The SurfTech JC Equalizer is an epoxy copy of the Equalizer board by shaper John Carper. According to the marketing materials, the epoxy process results in a more durable board without having much (if any) negative impact on performance. At 6'10", the board might be stretching what can be considered a short board, but I'm 6'2" and the board is definitely shaped like a short board.
Right out of the box, the first things I noticed were 1) the board is SUPER light and 2) it looks really bad-ass. I have no idea if that translates to a good surfboard, but it makes me look slightly more legit and its much easier on my arm for the long walks to less congested surf spots.
On my first few outings with the new board, the surf conditions were less than optimal -- choppy conditions, crunchy closeouts, and one amazing day which was unfortunately too big for my britches. However, during those initial days, I found the transition to the new board to be less intimidating than I had anticipated. I was easily able to find a good balance point for paddling out, and although I wasn't catching many (if any) rides, I felt like I was very close. For its smaller size, the board still has quite a bit of float, but now my rear end sinks a bit into the water, as opposed to floating on top of the water using the Wavestorm.. I've never mastered the "duck dive" under the waves, and after a few days of trying, I'm no closer to pulling it off with the new board, but it does seem slightly more attainable now.

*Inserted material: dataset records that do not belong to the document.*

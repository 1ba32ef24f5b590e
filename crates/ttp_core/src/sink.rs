//! Completed-schedule accounting and persistence.
//!
//! The sink is the single place a finished schedule goes: it counts it,
//! optionally keeps it in memory, optionally appends it to the schedule
//! file, and periodically checkpoints the running count. The search
//! engine polls `limit_reached` to stop promptly once the configured
//! maximum has been produced.
//!
//! One sink is built per top-level run and passed in explicitly, so
//! independent runs (and tests) never share counter state.

use std::fs::{self, File, OpenOptions};
use std::io::{BufWriter, Write};
use std::path::{Path, PathBuf};

use crate::types::{schedule_line, Fixture, Schedule};

/// Folder and file path for the schedule output of one n.
///
/// Layout matches the downstream tooling's expectations:
/// `Schedules/Schedules_<name>/<name>-<n>.csv`.
pub fn schedule_paths(n: usize, name: &str) -> (PathBuf, PathBuf) {
    let folder = PathBuf::from("Schedules").join(format!("Schedules_{}", name));
    let file = folder.join(format!("{}-{}.csv", name, n));
    (folder, file)
}

/// Path of the count checkpoint for one n: `Count/Count_<n>.txt`.
pub fn count_path(n: usize) -> PathBuf {
    PathBuf::from("Count").join(format!("Count_{}.txt", n))
}

/// Create the schedule folder and truncate the schedule file.
///
/// Called once before a run unless appending; the randomized mode calls
/// it once up front so repetitions don't wipe each other's output.
pub fn init_save(n: usize, name: &str) -> Result<(), String> {
    let (folder, file) = schedule_paths(n, name);
    fs::create_dir_all(&folder)
        .map_err(|e| format!("Failed to create {}: {}", folder.display(), e))?;
    File::create(&file).map_err(|e| format!("Failed to create {}: {}", file.display(), e))?;
    Ok(())
}

/// Overwrite the count checkpoint with the current count.
fn write_count(path: &Path, count: u64) -> Result<(), String> {
    if let Some(parent) = path.parent() {
        fs::create_dir_all(parent)
            .map_err(|e| format!("Failed to create {}: {}", parent.display(), e))?;
    }
    fs::write(path, count.to_string())
        .map_err(|e| format!("Failed to write {}: {}", path.display(), e))
}

/// Receives completed schedules and enforces the global schedule limit.
pub struct ScheduleSink {
    count: u64,
    max: Option<u64>,
    retain: Option<usize>,
    retained: Vec<Schedule>,
    writer: Option<BufWriter<File>>,
    progress_every: Option<u64>,
    count_file: Option<PathBuf>,
}

impl ScheduleSink {
    /// Sink that only counts, with an optional schedule limit.
    pub fn counting(max: Option<u64>) -> Self {
        Self {
            count: 0,
            max,
            retain: None,
            retained: Vec::new(),
            writer: None,
            progress_every: None,
            count_file: None,
        }
    }

    /// Keep up to `cap` completed schedules in memory.
    pub fn with_retention(mut self, cap: usize) -> Self {
        self.retain = Some(cap);
        self
    }

    /// Append each completed schedule to the schedule file of (n, name).
    pub fn with_save(self, n: usize, name: &str) -> Result<Self, String> {
        let (_, file) = schedule_paths(n, name);
        self.with_save_path(&file)
    }

    /// Append each completed schedule to an explicit file path.
    pub fn with_save_path(mut self, path: &Path) -> Result<Self, String> {
        let handle = OpenOptions::new()
            .create(true)
            .append(true)
            .open(path)
            .map_err(|e| format!("Failed to open {}: {}", path.display(), e))?;
        self.writer = Some(BufWriter::new(handle));
        Ok(self)
    }

    /// Print the running count and checkpoint it to `Count/Count_<n>.txt`
    /// every `every` completions. `every` = 0 disables the periodic
    /// report; the final count is still written via `checkpoint_count`.
    pub fn with_progress(self, n: usize, every: u64) -> Self {
        let path = count_path(n);
        self.with_progress_file(path, every)
    }

    /// Progress reporting with an explicit checkpoint path.
    pub fn with_progress_file(mut self, path: PathBuf, every: u64) -> Self {
        self.progress_every = Some(every);
        self.count_file = Some(path);
        self
    }

    /// Completed schedules reported since the last reset.
    pub fn count(&self) -> u64 {
        self.count
    }

    /// Schedules retained under the verbose cap.
    pub fn retained(&self) -> &[Schedule] {
        &self.retained
    }

    /// True once the configured maximum has been reached. The engine
    /// polls this before expanding any node and after every sibling.
    pub fn limit_reached(&self) -> bool {
        match self.max {
            Some(max) => self.count >= max,
            None => false,
        }
    }

    /// Zero the counter for the next independent run. Retained
    /// schedules and the open writer carry over.
    pub fn reset(&mut self) {
        self.count = 0;
    }

    /// Record one completed schedule. Filesystem failures are fatal to
    /// the run; a schedule is never silently dropped.
    pub fn report(&mut self, schedule: &[Fixture]) -> Result<(), String> {
        self.count += 1;

        if let Some(cap) = self.retain {
            if self.retained.len() < cap {
                self.retained.push(schedule.to_vec());
            }
        }

        if let Some(writer) = self.writer.as_mut() {
            writeln!(writer, "{}", schedule_line(schedule))
                .map_err(|e| format!("Failed to append schedule: {}", e))?;
        }

        if let Some(every) = self.progress_every {
            if every != 0 && self.count % every == 0 {
                println!("Current schedule count: {}", self.count);
                if let Some(path) = &self.count_file {
                    write_count(path, self.count)?;
                }
            }
        }

        Ok(())
    }

    /// Overwrite the count checkpoint with the final count for this
    /// run. No-op when no checkpoint path is configured.
    pub fn checkpoint_count(&self) -> Result<(), String> {
        match &self.count_file {
            Some(path) => write_count(path, self.count),
            None => Ok(()),
        }
    }

    /// Flush buffered schedule lines. Call at the end of a run.
    pub fn finish(&mut self) -> Result<(), String> {
        if let Some(writer) = self.writer.as_mut() {
            writer
                .flush()
                .map_err(|e| format!("Failed to flush schedule file: {}", e))?;
        }
        Ok(())
    }
}

#[cfg(test)]
#[path = "sink_tests.rs"]
mod sink_tests;
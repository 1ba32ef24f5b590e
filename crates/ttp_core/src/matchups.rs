//! Fixture universe construction.
//!
//! A double round robin plays every ordered pair (home, away) exactly
//! once, so the universe for n teams has n·(n−1) fixtures. Traversal
//! order only affects the order in which the search discovers
//! schedules, never which schedules are valid.

use rand::seq::SliceRandom;
use rand::Rng;

use crate::types::{universe_size, Fixture};

/// All ordered fixtures for n teams in row-major (home-major) order.
pub fn matchup_universe(n: usize) -> Vec<Fixture> {
    let mut matchups = Vec::with_capacity(universe_size(n));
    for home in 0..n {
        for away in 0..n {
            if home != away {
                matchups.push(Fixture::new(home, away));
            }
        }
    }
    matchups
}

/// The universe in a random traversal order. Used by the randomized
/// sampling mode so each restart explores a different branch first.
pub fn shuffled_universe(n: usize, rng: &mut impl Rng) -> Vec<Fixture> {
    let mut matchups = matchup_universe(n);
    matchups.shuffle(rng);
    matchups
}
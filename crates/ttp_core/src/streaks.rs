//! Per-team home/away bookkeeping.
//!
//! Each team tracks how many home and away fixtures it still has to
//! play, plus its current run: the length of its most recent unbroken
//! sequence of home-only or away-only appearances. The constraint
//! checker reads this state; the search engine updates it with a
//! make/unmake pair so sibling branches never see each other's changes.

use crate::types::{Fixture, Team};

/// Venue of a fixture from one team's perspective.
#[derive(Clone, Copy, Debug, PartialEq, Eq)]
pub enum Venue {
    Home,
    Away,
}

impl Venue {
    pub fn other(self) -> Venue {
        match self {
            Venue::Home => Venue::Away,
            Venue::Away => Venue::Home,
        }
    }
}

/// Remaining venue budget and current run for one team.
#[derive(Clone, Copy, Debug, PartialEq, Eq)]
pub struct TeamStreak {
    /// Home fixtures still to be placed for this team.
    pub home_left: u32,
    /// Away fixtures still to be placed for this team.
    pub away_left: u32,
    /// Length of the current unbroken run (0 before the first fixture).
    pub run_len: u32,
    /// Venue of the current run. Home is the sentinel for run_len == 0.
    pub run_venue: Venue,
}

impl TeamStreak {
    /// State after this team plays at home: extend or restart the home
    /// run and spend one home fixture from the budget.
    pub fn after_home(self) -> TeamStreak {
        let run_len = if self.run_venue == Venue::Home {
            self.run_len + 1
        } else {
            1
        };
        TeamStreak {
            home_left: self.home_left - 1,
            away_left: self.away_left,
            run_len,
            run_venue: Venue::Home,
        }
    }

    /// State after this team plays away. Symmetric with `after_home`.
    pub fn after_away(self) -> TeamStreak {
        let run_len = if self.run_venue == Venue::Away {
            self.run_len + 1
        } else {
            1
        };
        TeamStreak {
            home_left: self.home_left,
            away_left: self.away_left - 1,
            run_len,
            run_venue: Venue::Away,
        }
    }
}

/// Initial streak table: every team owes n−1 home and n−1 away
/// fixtures and has no run yet.
pub fn initial_streaks(n: usize) -> Vec<TeamStreak> {
    let matches = (n - 1) as u32;
    vec![
        TeamStreak {
            home_left: matches,
            away_left: matches,
            run_len: 0,
            run_venue: Venue::Home,
        };
        n
    ]
}

/// Undo token for one applied fixture: the two touched entries as they
/// were before the update.
#[derive(Clone, Copy, Debug)]
pub struct StreakUndo {
    home_team: Team,
    away_team: Team,
    home_prev: TeamStreak,
    away_prev: TeamStreak,
}

/// Apply a fixture to the streak table, returning the token that
/// restores it.
pub fn apply_fixture(streaks: &mut [TeamStreak], m: Fixture) -> StreakUndo {
    let undo = StreakUndo {
        home_team: m.home,
        away_team: m.away,
        home_prev: streaks[m.home],
        away_prev: streaks[m.away],
    };
    streaks[m.home] = streaks[m.home].after_home();
    streaks[m.away] = streaks[m.away].after_away();
    undo
}

/// Restore the streak table to its state before `apply_fixture`.
pub fn undo_fixture(streaks: &mut [TeamStreak], undo: StreakUndo) {
    streaks[undo.home_team] = undo.home_prev;
    streaks[undo.away_team] = undo.away_prev;
}

#[cfg(test)]
#[path = "streaks_tests.rs"]
mod streaks_tests;
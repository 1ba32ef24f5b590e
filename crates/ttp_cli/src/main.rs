//! TTP generator CLI
//!
//! Enumerate or sample double round-robin schedules for a range of
//! team counts, mirroring the core's configuration surface.

use std::env;
use std::path::PathBuf;
use std::time::{Duration, Instant};

use ttp_core::{generate, generate_random, GeneratorConfig, RunSummary};

fn print_usage() {
    println!("TTP Schedule Generator");
    println!();
    println!("Usage:");
    println!("  ttp <n_start> [n_end] [options]");
    println!();
    println!("Generates all feasible TTP schedules for every even n in");
    println!("[n_start, n_end] (n_end defaults to n_start).");
    println!();
    println!("Options:");
    println!("  -N, --normalize    Fix round 1 to (0,1),(2,3),... to skip relabelings");
    println!("  -m, --max M        Stop after M completed schedules");
    println!("  -c, --count K      Report progress every K schedules (0 = final only)");
    println!("  -v, --verbose V    Keep and print the first V schedules");
    println!("  -s, --save NAME    Append schedules to Schedules/Schedules_NAME/");
    println!("      --append       Keep existing schedule files instead of truncating");
    println!("  -r, --random R     Sample R schedules via randomized restarts");
    println!("  -t, --timer        Print the time taken per n");
    println!("      --summary P    Write a JSON run summary to P-<n>.json");
    println!("  -p, --parallel     Parallel search (not implemented)");
    println!("  -h, --help         Show this help");
    println!();
    println!("Examples:");
    println!("  ttp 4 --normalize --count 0");
    println!("  ttp 6 --random 100 --save sample");
    println!("  ttp 4 8 --normalize --max 1000 --timer");
}

struct CliArgs {
    n_start: usize,
    n_end: usize,
    config: GeneratorConfig,
    timer: bool,
    summary: Option<String>,
}

/// Value of a flag that takes an argument; advances the cursor.
fn flag_value(args: &[String], i: &mut usize, flag: &str) -> Result<String, String> {
    *i += 1;
    args.get(*i)
        .cloned()
        .ok_or_else(|| format!("{} requires a value", flag))
}

fn numeric_value(args: &[String], i: &mut usize, flag: &str) -> Result<u64, String> {
    let raw = flag_value(args, i, flag)?;
    raw.parse()
        .map_err(|_| format!("{} must be a non-negative integer, got '{}'", flag, raw))
}

/// Parse everything after the binary name. `Ok(None)` means help was
/// requested and printed.
fn parse_args(args: &[String]) -> Result<Option<CliArgs>, String> {
    let mut positionals: Vec<usize> = Vec::new();
    let mut config = GeneratorConfig::default();
    let mut timer = false;
    let mut summary = None;

    let mut i = 0;
    while i < args.len() {
        match args[i].as_str() {
            "-h" | "--help" => {
                print_usage();
                return Ok(None);
            }
            "-N" | "--normalize" => config.normalize = true,
            "--append" => config.append = true,
            "-t" | "--timer" => timer = true,
            "-p" | "--parallel" => {
                return Err("Parallel processing not yet implemented".to_string());
            }
            "-m" | "--max" => config.max = Some(numeric_value(args, &mut i, "--max")?),
            "-c" | "--count" => config.count = Some(numeric_value(args, &mut i, "--count")?),
            "-r" | "--random" => config.random = Some(numeric_value(args, &mut i, "--random")?),
            "-v" | "--verbose" => {
                config.verbose = Some(numeric_value(args, &mut i, "--verbose")? as usize)
            }
            "-s" | "--save" => config.save = Some(flag_value(args, &mut i, "--save")?),
            "--summary" => summary = Some(flag_value(args, &mut i, "--summary")?),
            other => {
                let n: usize = other
                    .parse()
                    .map_err(|_| format!("Unexpected argument: {}", other))?;
                positionals.push(n);
            }
        }
        i += 1;
    }

    let n_start = *positionals
        .first()
        .ok_or_else(|| "Number of teams is required".to_string())?;
    if positionals.len() > 2 {
        return Err("At most two team counts may be given".to_string());
    }
    let n_end = positionals.get(1).copied().unwrap_or(n_start);

    if n_start % 2 != 0 || n_end % 2 != 0 {
        return Err("Number of teams must be even".to_string());
    }
    if n_start > n_end {
        return Err("n_start must be less than or equal to n_end".to_string());
    }
    // Flag combinations fail here, before any work starts
    config.validate(n_start)?;

    Ok(Some(CliArgs {
        n_start,
        n_end,
        config,
        timer,
        summary,
    }))
}

/// Human-readable elapsed time with the unit picked by magnitude.
fn format_elapsed(elapsed: Duration) -> String {
    let secs = elapsed.as_secs_f64();
    if secs < 1.0 {
        format!("{:.2} ms", secs * 1000.0)
    } else if secs < 60.0 {
        format!("{:.2} s", secs)
    } else if secs < 3600.0 {
        format!("{:.2} min", secs / 60.0)
    } else if secs < 3600.0 * 24.0 {
        format!("{:.2} h", secs / 3600.0)
    } else {
        format!("{:.2} days", secs / (3600.0 * 24.0))
    }
}

fn summary_path(base: &str, n: usize) -> PathBuf {
    PathBuf::from(format!("{}-{}.json", base.trim_end_matches(".json"), n))
}

fn run(args: &[String]) -> Result<(), String> {
    let cli = match parse_args(args)? {
        Some(cli) => cli,
        None => return Ok(()),
    };

    for n in (cli.n_start..=cli.n_end).step_by(2) {
        println!("Generating schedules for {} teams", n);

        let started = Instant::now();
        let schedules = if cli.config.random.is_some() {
            generate_random(n, &cli.config)?
        } else {
            generate(n, &cli.config)?
        };
        let elapsed = started.elapsed();

        if cli.timer {
            println!("Time taken: {}", format_elapsed(elapsed));
            println!();
        }

        if let Some(base) = &cli.summary {
            let summary = RunSummary {
                n,
                normalized: cli.config.normalize,
                randomized: cli.config.random,
                schedules,
                elapsed_secs: elapsed.as_secs_f64(),
            };
            summary.save(&summary_path(base, n))?;
        }
    }

    Ok(())
}

fn main() {
    let args: Vec<String> = env::args().collect();
    if args.len() < 2 {
        print_usage();
        std::process::exit(1);
    }

    if let Err(e) = run(&args[1..]) {
        eprintln!("Error: {}", e);
        std::process::exit(1);
    }
}

#[cfg(test)]
mod tests {
    use super::*;

    fn argv(args: &[&str]) -> Vec<String> {
        args.iter().map(|s| s.to_string()).collect()
    }

    #[test]
    fn test_parse_minimal() {
        let cli = parse_args(&argv(&["4"])).unwrap().unwrap();
        assert_eq!(cli.n_start, 4);
        assert_eq!(cli.n_end, 4);
        assert!(!cli.config.normalize);
        assert!(cli.config.max.is_none());
    }

    #[test]
    fn test_parse_range_and_flags() {
        let cli = parse_args(&argv(&[
            "4", "8", "--normalize", "--max", "100", "--save", "out", "--timer",
        ]))
        .unwrap()
        .unwrap();
        assert_eq!(cli.n_start, 4);
        assert_eq!(cli.n_end, 8);
        assert!(cli.config.normalize);
        assert_eq!(cli.config.max, Some(100));
        assert_eq!(cli.config.save.as_deref(), Some("out"));
        assert!(cli.timer);
    }

    #[test]
    fn test_parse_rejects_bad_inputs() {
        assert!(parse_args(&argv(&["5"])).is_err()); // odd
        assert!(parse_args(&argv(&["2"])).is_err()); // too small
        assert!(parse_args(&argv(&["8", "4"])).is_err()); // reversed range
        assert!(parse_args(&argv(&["4", "7"])).is_err()); // odd n_end
        assert!(parse_args(&argv(&["--max", "3"])).is_err()); // no n
        assert!(parse_args(&argv(&["4", "--max"])).is_err()); // missing value
        assert!(parse_args(&argv(&["4", "--max", "-1"])).is_err()); // negative
        assert!(parse_args(&argv(&["4", "--random", "5", "--max", "3"])).is_err());
        assert!(parse_args(&argv(&["4", "--append"])).is_err()); // append sans save
        assert!(parse_args(&argv(&["4", "--parallel"])).is_err()); // unimplemented
    }

    #[test]
    fn test_format_elapsed_units() {
        assert_eq!(format_elapsed(Duration::from_millis(5)), "5.00 ms");
        assert_eq!(format_elapsed(Duration::from_secs(2)), "2.00 s");
        assert_eq!(format_elapsed(Duration::from_secs(120)), "2.00 min");
        assert_eq!(format_elapsed(Duration::from_secs(7200)), "2.00 h");
        assert_eq!(format_elapsed(Duration::from_secs(172800)), "2.00 days");
    }

    #[test]
    fn test_summary_path_suffix() {
        assert_eq!(summary_path("run", 6), PathBuf::from("run-6.json"));
        assert_eq!(summary_path("run.json", 6), PathBuf::from("run-6.json"));
    }
}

After a few days of frustration, I finally got a day with some small friendly waves which gave me an opportunity to make a little more progress with the transition. When I was able to drop into a wave, it was immediately apparent that this board was significantly more maneuverable. For the first time (albeit brief times), I felt like was able to really turn the board as opposed to "mosey" it up and down the wave. I'm still learning where the speed and power comes from as I find my rides end much sooner than before as I lose forward momentum, but that speaks more to my current ability than to the capabilities of the board.
Although the move to the short board has been a challenge, it has been a rewarding one. During my first few outings, I would switch off with a buddy who had a longboard, and I was immediately nostalgic for the smaller "sportier" ride of my short board. Even though it was much easier to catch rides on the longboard, it didn't have the same excitement I got from learning to ride all over again on the short board. In my mind, that makes the JC Equalizer a great board as its accessibility and performance at an early level has overcome the anticipated frustrations of moving to a short board.